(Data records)
--- START ---

impl<'a> Executor<'a> {
    pub fn new(ctx: &'a Context, program: &'a Program) -> Self {
        let mut method_bodies = FxHashMap::default();
        let mut attr_inits = FxHashMap::default();
        for class in &program.classes {
            let Some(id) = ctx.get_type_id(&class.name) else {
                continue;
            };
            for method in &class.methods {
                method_bodies.insert((id, method.name.clone()), &method.body);
            }
            for attr in &class.attrs {
                if let Some(init) = &attr.init {
                    attr_inits.insert((id, attr.name.clone()), init);
                }
            }
        }
        Executor {
            ctx,
            method_bodies,
            attr_inits,
        }
    }

    /// Instantiate `Main` and evaluate `main()`.
    pub fn run(&mut self) -> Result<Value, RuntimeError> {
        let main_id = self
            .ctx
            .get_type_id("Main")
            .expect("TypeChecker guarantees a Main class before Executor runs");
        let main = self.instantiate(main_id);
        let (owner_id, _) = self
            .ctx
            .lookup_method(main_id, "main")
            .expect("TypeChecker guarantees a Main.main method before Executor runs");
        self.call_method(owner_id, "main", &Value::Object(main), Vec::new())
    }

    fn instantiate(&mut self, class: TypeId) -> Rc<RefCell<Instance>> {
        let instance = Rc::new(RefCell::new(Instance::new(class)));
        let mut ancestors = self.ctx.ancestors(class);
        ancestors.reverse(); // root (Object) first, most-derived last

        for &owner in &ancestors {
            for (name, ty) in &self.ctx.class(owner).attrs {
                let default = self.default_for_type(*ty, class);
                instance.borrow_mut().attrs.insert(name.clone(), default);
            }
        }
        for &owner in &ancestors {
            for (name, _) in &self.ctx.class(owner).attrs {
                if let Some(init) = self.attr_inits.get(&(owner, name.clone())).copied() {
                    let mut scope = EvalScope::new();
                    // A bad attribute initializer can't actually raise at
                    // this point (no runtime error kind covers "bad
                    // initializer"); eval still returns Result for the
                    // general case, e.g. a division by zero.
                    let value = self
                        .eval(init, &mut scope, &instance)
                        .unwrap_or(Value::Void);
                    instance.borrow_mut().attrs.insert(name.clone(), value);
                }
            }
        }
        instance
    }

    fn default_for_type(&self, ty: cool_sema::Type, enclosing: TypeId) -> Value {
        let id = match ty.anchor() {
            Some(id) => id,
            None => return Value::Void,
        };
        self.default_for_id(id, enclosing)
    }

    fn default_for_id(&self, id: TypeId, _enclosing: TypeId) -> Value {
        if id == self.ctx.int_id() {
            Value::Int(0)
        } else if id == self.ctx.bool_id() {
            Value::Bool(false)
        } else if id == self.ctx.string_id() {
            Value::Str(Rc::from(""))
        } else {
            Value::Void
        }
    }

    /// Resolve a syntactic `TypeRef` to a concrete class id at runtime.
    /// `SELF_TYPE` resolves against the receiver's *runtime* class, not
    /// the enclosing method's declaring class, since every caller of
    /// this passes the object whose dynamic type `SELF_TYPE` actually
    /// means here.
    fn resolve_type_ref(&self, tr: &TypeRef, self_obj: &Rc<RefCell<Instance>>) -> TypeId {
        match &tr.kind {
            TypeRefKind::Named(name) => self
                .ctx
                .get_type_id(name)
                .unwrap_or_else(|| self.ctx.object_id()),
            TypeRefKind::SelfType => self_obj.borrow().class,
            TypeRefKind::Auto => self.ctx.object_id(),
        }
    }

    fn runtime_type_of(&self, value: &Value) -> TypeId {
        match value {
            Value::Int(_) => self.ctx.int_id(),
            Value::Bool(_) => self.ctx.bool_id(),
            Value::Str(_) => self.ctx.string_id(),
            Value::Object(rc) => rc.borrow().class,
            Value::Void => self.ctx.object_id(),
        }
    }

    pub fn eval(
        &mut self,
        expr: &Expr,
        scope: &mut EvalScope,
        self_obj: &Rc<RefCell<Instance>>,
    ) -> Result<Value, RuntimeError> {
        match &expr.kind {
            ExprKind::IntLit(n) => Ok(Value::Int(*n)),
            ExprKind::StrLit(s) => Ok(Value::Str(Rc::from(s.as_str()))),
            ExprKind::BoolLit(b) => Ok(Value::Bool(*b)),

            ExprKind::Variable(name) => {
                if name == "self" {
                    Ok(Value::Object(self_obj.clone()))
                } else if let Some(v) = scope.find(name) {
                    Ok(v)
                } else {
                    Ok(self_obj
                        .borrow()
                        .attrs
                        .get(name)
                        .cloned()
                        .unwrap_or(Value::Void))
                }
            }

            ExprKind::Assign { name, value } => {
                let v = self.eval(value, scope, self_obj)?;
                if name != "self" && !scope.assign(name, v.clone()) {
                    self_obj.borrow_mut().attrs.insert(name.clone(), v.clone());
                }
                Ok(v)
            }

            ExprKind::Block(exprs) => {
                let mut last = Value::Void;
                for e in exprs {
                    last = self.eval(e, scope, self_obj)?;
                }
                Ok(last)
            }

            ExprKind::Conditional {
                cond,
                then_branch,
                else_branch,
            } => match self.eval(cond, scope, self_obj)? {
                Value::Bool(true) => self.eval(then_branch, scope, self_obj),
                Value::Bool(false) => self.eval(else_branch, scope, self_obj),
                _ => unreachable!("if-condition is statically Bool"),
            },

            ExprKind::While { cond, body } => {
                loop {
                    match self.eval(cond, scope, self_obj)? {
                        Value::Bool(true) => {
                            self.eval(body, scope, self_obj)?;
                        }
                        Value::Bool(false) => break,
                        _ => unreachable!("while-condition is statically Bool"),
                    }
                }
                Ok(Value::Void)
            }

            ExprKind::Let { bindings, body } => {
                let mut child = scope.create_child();
                for binding in bindings {
                    let value = match &binding.init {
                        Some(init) => self.eval(init, &mut child, self_obj)?,
                        None => {
                            let id = self.resolve_type_ref(&binding.declared_type, self_obj);
                            self.default_for_id(id, self_obj.borrow().class)
                        }
                    };
                    child.define(binding.name.clone(), value);
                }
                self.eval(body, &mut child, self_obj)
            }

            ExprKind::SwitchCase { scrutinee, arms } => {
                let value = self.eval(scrutinee, scope, self_obj)?;
                if value.is_void() {
                    return Err(RuntimeError::case_on_void());
                }
                let runtime_id = self.runtime_type_of(&value);
                let chain = self.ctx.ancestors(runtime_id);

                let mut selected = None;
                'outer: for ancestor in chain {
                    for arm in arms {
                        if self.resolve_type_ref(&arm.declared_type, self_obj) == ancestor {
                            selected = Some(arm);
                            break 'outer;
                        }
                    }
                }
                let arm = selected
                    .ok_or_else(|| RuntimeError::case_no_match(self.ctx.class_name(runtime_id)))?;

                let mut child = scope.create_child();
                child.define(arm.name.clone(), value);
                self.eval(&arm.body, &mut child, self_obj)
            }

            ExprKind::MethodCall {
                receiver,
                static_dispatch,
                method,
                args,
            } => {
                let recv = self.eval(receiver, scope, self_obj)?;
                if recv.is_void() {
                    return Err(RuntimeError::dispatch_on_void());
                }
                let mut arg_values = Vec::with_capacity(args.len());
                for arg in args {
                    arg_values.push(self.eval(arg, scope, self_obj)?);
                }
                let target_id = match static_dispatch {
                    Some(tr) => self.resolve_type_ref(tr, self_obj),
                    None => self.runtime_type_of(&recv),
                };
                self.call_method(target_id, method, &recv, arg_values)
            }

            ExprKind::New(tr) => {
                let id = self.resolve_type_ref(tr, self_obj);
                Ok(Value::Object(self.instantiate(id)))
            }

            ExprKind::Negation(e) => match self.eval(e, scope, self_obj)? {
                Value::Bool(b) => Ok(Value::Bool(!b)),
                _ => unreachable!("not-operand is statically Bool"),
            },

            ExprKind::Complement(e) => match self.eval(e, scope, self_obj)? {
                Value::Int(n) => Ok(Value::Int(-n)),
                _ => unreachable!("~-operand is statically Int"),
            },

            ExprKind::IsVoid(e) => {
                let v = self.eval(e, scope, self_obj)?;
                Ok(Value::Bool(v.is_void()))
            }

            ExprKind::Binary { op, lhs, rhs } => {
                let l = self.eval(lhs, scope, self_obj)?;
                let r = self.eval(rhs, scope, self_obj)?;
                eval_binary(*op, l, r)
            }
        }
    }

    fn call_method(
        &mut self,
        target_id: TypeId,
        method_name: &str,
        receiver: &Value,
        args: Vec<Value>,
    ) -> Result<Value, RuntimeError> {
        let (owner_id, method) = self
            .ctx
            .lookup_method(target_id, method_name)
            .expect("method existence is validated statically");

        if self.ctx.is_builtin(owner_id) {
            return self.call_builtin(method_name, receiver, args);
        }

        let body = *self
            .method_bodies
            .get(&(owner_id, method_name.to_string()))
            .expect("a non-builtin method's owner must have a body registered");
        let param_names = method.param_names.clone();
        let mut call_scope = EvalScope::new();
        for (name, value) in param_names.into_iter().zip(args) {
            call_scope.define(name, value);
        }
        let self_for_call = match receiver {
            Value::Object(rc) => rc.clone(),
            _ => unreachable!("a non-builtin method can only be dispatched on an Object instance"),
        };
        self.eval(body, &mut call_scope, &self_for_call)
    }

    fn call_builtin(
        &mut self,
        method_name: &str,
        receiver: &Value,
        args: Vec<Value>,
    ) -> Result<Value, RuntimeError> {
        match method_name {
            "abort" => Err(RuntimeError::abort_called()),
            "type_name" => {
                let id = self.runtime_type_of(receiver);
                Ok(Value::Str(Rc::from(self.ctx.class_name(id))))
            }
            "copy" => match receiver {
                Value::Object(rc) => {
                    let inst = rc.borrow();
                    let copy = Instance {
                        class: inst.class,
                        attrs: inst.attrs.clone(),
                    };
                    Ok(Value::Object(Rc::new(RefCell::new(copy))))
                }
                other => Ok(other.clone()),
            },
            "out_string" => {
                if let Some(Value::Str(s)) = args.first() {
                    print!("{s}");
                }
                Ok(receiver.clone())
            }
            "out_int" => {
                if let Some(Value::Int(n)) = args.first() {
                    print!("{n}");
                }
                Ok(receiver.clone())
            }
            "in_string" => {
                let mut line = String::new();
                let _ = std::io::stdin().read_line(&mut line);
                strip_newline(&mut line);
                Ok(Value::Str(Rc::from(line.as_str())))
            }
            "in_int" => {
                let mut line = String::new();
                let _ = std::io::stdin().read_line(&mut line);
                let n: i64 = line.trim().parse().unwrap_or(0);
                Ok(Value::Int(n))
            }
            "length" => match receiver {
                Value::Str(s) => Ok(Value::Int(s.chars().count() as i64)),
                _ => unreachable!("length is only ever dispatched on a String"),
            },
            "concat" => match (receiver, args.first()) {
                (Value::Str(s), Some(Value::Str(other))) => {
                    Ok(Value::Str(Rc::from(format!("{s}{other}").as_str())))
                }
                _ => unreachable!("concat is only ever dispatched on a String with a String argument"),
            },
            "substr" => match (receiver, args.as_slice()) {
                (Value::Str(s), [Value::Int(i), Value::Int(l)]) => {
                    let chars: Vec<char> = s.chars().collect();
                    let (i, l) = (*i, *l);
                    if i < 0 || l < 0 || (i as usize).saturating_add(l as usize) > chars.len() {
                        return Err(RuntimeError::substr_out_of_range());
                    }
                    let out: String = chars[i as usize..(i + l) as usize].iter().collect();
                    Ok(Value::Str(Rc::from(out.as_str())))
                }
                _ => unreachable!("substr is only ever dispatched on a String with two Int arguments"),
            },
            other => unreachable!("unknown built-in method \"{other}\" passed static checking"),
        }
    }
}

--- END ---

Requirement: Check every line of the data above for the string "collect", and copy those that have it.

Answer area:
                    let chars: Vec<char> = s.chars().collect();
                    let out: String = chars[i as usize..(i + l) as usize].iter().collect();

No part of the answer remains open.